We were supposed to have a patient today, but this was changed yesterday, and no email was sent out. Not all of us checked the portal this morning, so several people showed up to class today dressed in their shirts, ties and white coats. The seminar speaker and topic were both interesting, but I was disappointed that we did not have a patient after all.
Tay-Sachs disease is a genetically inherited lipid storage disorder where there is a deficiency of a certain lysosomal enzyme that breaks down a type of glycolipid called ganglioside GM2. Since they can't be broken down, these lipids tend to get stored in the neurons, resulting in a lethal disease. The patients are usually infants when they first start showing the effects, although adolescent and adult onset forms of the disease are also known but are rarer. The infants wind up regressing developmentally, go blind and deaf, develop seizures, and die as young children by age four. The disease is more common in children with parents who are related to each other, and also in Eastern European Jews.

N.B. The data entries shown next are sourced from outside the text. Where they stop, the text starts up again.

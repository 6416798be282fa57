//! Delivery state of a job inside the broker.
//!
//! # Two state machines
//! A job has two states that move independently:
//! - `JobStatus` in the job store: the business lifecycle a client sees
//! - `DeliveryState` here: who currently holds the job in the broker
//!
//! They meet at the edges. An `Acked` delivery follows a terminal job status.
//! A `Dead` delivery is turned into a `failed` job by the reaper.

use serde::{Deserialize, Serialize};

/// Broker-side delivery state. This is independent of the job's lifecycle
/// status in the `JobStore`: the broker only tracks who holds the job.
///
/// State transitions:
/// - Ready -> Leased -> Acked
/// - Ready -> Leased -> RetryScheduled -> Ready (until max_deliveries)
/// - Ready -> Leased -> Ready (lease expired, worker presumed dead)
/// - Ready -> Leased -> Dead (max_deliveries exhausted)
#[derive(Debug, Clone, Copy, PartialEq, Eq, Hash, Serialize, Deserialize)]
pub enum DeliveryState {
    /// Waiting for a worker.
    Ready,

    /// Claimed by a worker, not yet acknowledged.
    Leased,

    /// Waiting out a backoff delay before becoming Ready again.
    RetryScheduled,

    /// Acknowledged by the worker.
    Acked,

    /// Given up after too many deliveries.
    Dead,
}

impl DeliveryState {
    pub fn is_terminal(self) -> bool {
        matches!(self, DeliveryState::Acked | DeliveryState::Dead)
    }

    pub fn is_leasable(self) -> bool {
        matches!(self, DeliveryState::Ready)
    }
}
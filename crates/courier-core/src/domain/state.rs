//! Job lifecycle state machine.

use serde::{Deserialize, Serialize};
use std::fmt;

use super::errors::InvalidTransition;

/// Lifecycle status of a dispatch job.
///
/// State transitions:
/// - Queued -> Processing -> Completed
/// - Queued -> Processing -> Failed
/// - Queued -> Failed (the job could not be handed to the broker)
/// - Processing -> Processing (re-entry when the broker redelivers a job whose
///   worker died mid-dispatch)
///
/// Completed and Failed are terminal. Nothing leaves them, and nothing returns
/// to Queued.
#[derive(Debug, Clone, Copy, PartialEq, Eq, Hash, Serialize, Deserialize)]
#[serde(rename_all = "snake_case")]
pub enum JobStatus {
    /// Accepted and waiting for a worker.
    Queued,

    /// A worker has claimed the job and is (or was) sending.
    Processing,

    /// Every recipient was attempted and the outcomes are durable.
    Completed,

    /// An infrastructure error prevented the job from reaching Completed.
    Failed,
}

impl JobStatus {
    /// Is this a terminal state (no further transitions)?
    pub fn is_terminal(self) -> bool {
        matches!(self, JobStatus::Completed | JobStatus::Failed)
    }

    /// Whether `self -> next` is a legal edge of the state machine.
    pub fn can_transition_to(self, next: JobStatus) -> bool {
        use JobStatus::*;
        matches!(
            (self, next),
            (Queued, Processing)
                | (Queued, Failed)
                | (Processing, Processing)
                | (Processing, Completed)
                | (Processing, Failed)
        )
    }

    /// Validate the edge and return the new status.
    pub fn transition_to(self, next: JobStatus) -> Result<JobStatus, InvalidTransition> {
        if self.can_transition_to(next) {
            Ok(next)
        } else {
            Err(InvalidTransition {
                from: self,
                to: next,
            })
        }
    }

    pub fn as_str(self) -> &'static str {
        match self {
            JobStatus::Queued => "queued",
            JobStatus::Processing => "processing",
            JobStatus::Completed => "completed",
            JobStatus::Failed => "failed",
        }
    }
}

impl fmt::Display for JobStatus {
    fn fmt(&self, f: &mut fmt::Formatter<'_>) -> fmt::Result {
        f.write_str(self.as_str())
    }
}

#[cfg(test)]
mod tests {
    use super::*;
    use rstest::rstest;

    #[rstest]
    #[case::start(JobStatus::Queued, JobStatus::Processing)]
    #[case::enqueue_failed(JobStatus::Queued, JobStatus::Failed)]
    #[case::redelivery(JobStatus::Processing, JobStatus::Processing)]
    #[case::complete(JobStatus::Processing, JobStatus::Completed)]
    #[case::fail(JobStatus::Processing, JobStatus::Failed)]
    fn legal_transitions(#[case] from: JobStatus, #[case] to: JobStatus) {
        assert_eq!(from.transition_to(to), Ok(to));
    }

    #[rstest]
    #[case::skip_processing(JobStatus::Queued, JobStatus::Completed)]
    #[case::requeue(JobStatus::Processing, JobStatus::Queued)]
    #[case::completed_to_failed(JobStatus::Completed, JobStatus::Failed)]
    #[case::completed_again(JobStatus::Completed, JobStatus::Completed)]
    #[case::failed_restart(JobStatus::Failed, JobStatus::Processing)]
    #[case::failed_to_queued(JobStatus::Failed, JobStatus::Queued)]
    fn illegal_transitions(#[case] from: JobStatus, #[case] to: JobStatus) {
        let err = from.transition_to(to).unwrap_err();
        assert_eq!(err.from, from);
        assert_eq!(err.to, to);
    }

    #[test]
    fn terminal_states() {
        assert!(!JobStatus::Queued.is_terminal());
        assert!(!JobStatus::Processing.is_terminal());
        assert!(JobStatus::Completed.is_terminal());
        assert!(JobStatus::Failed.is_terminal());
    }

    #[test]
    fn status_serializes_snake_case() {
        let s = serde_json::to_string(&JobStatus::Processing).unwrap();
        assert_eq!(s, "\"processing\"");
    }
}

After our seminar, we had another class meeting. The administration wanted to talk to us about our orientation experiences, and the general consensus was that we spent way too much time listening to people talk to us with powerpoint slides, and there was not enough of a hands-on experience with many of the aspects of the curriculum they were presenting to us. The social activities and the student handbook were more helpful to us. We also wound up spending about half the time discussing what we were supposed to be accomplishing in the lab this summer. It seems that a lot of us initially thought that we were supposed to actually complete a project. Dean Fishleder assured us that this was not the case, and that the main point of the summer project was for us to gain some lab experience, learn new techniques, and get involved in a project and in the workings of the lab in general.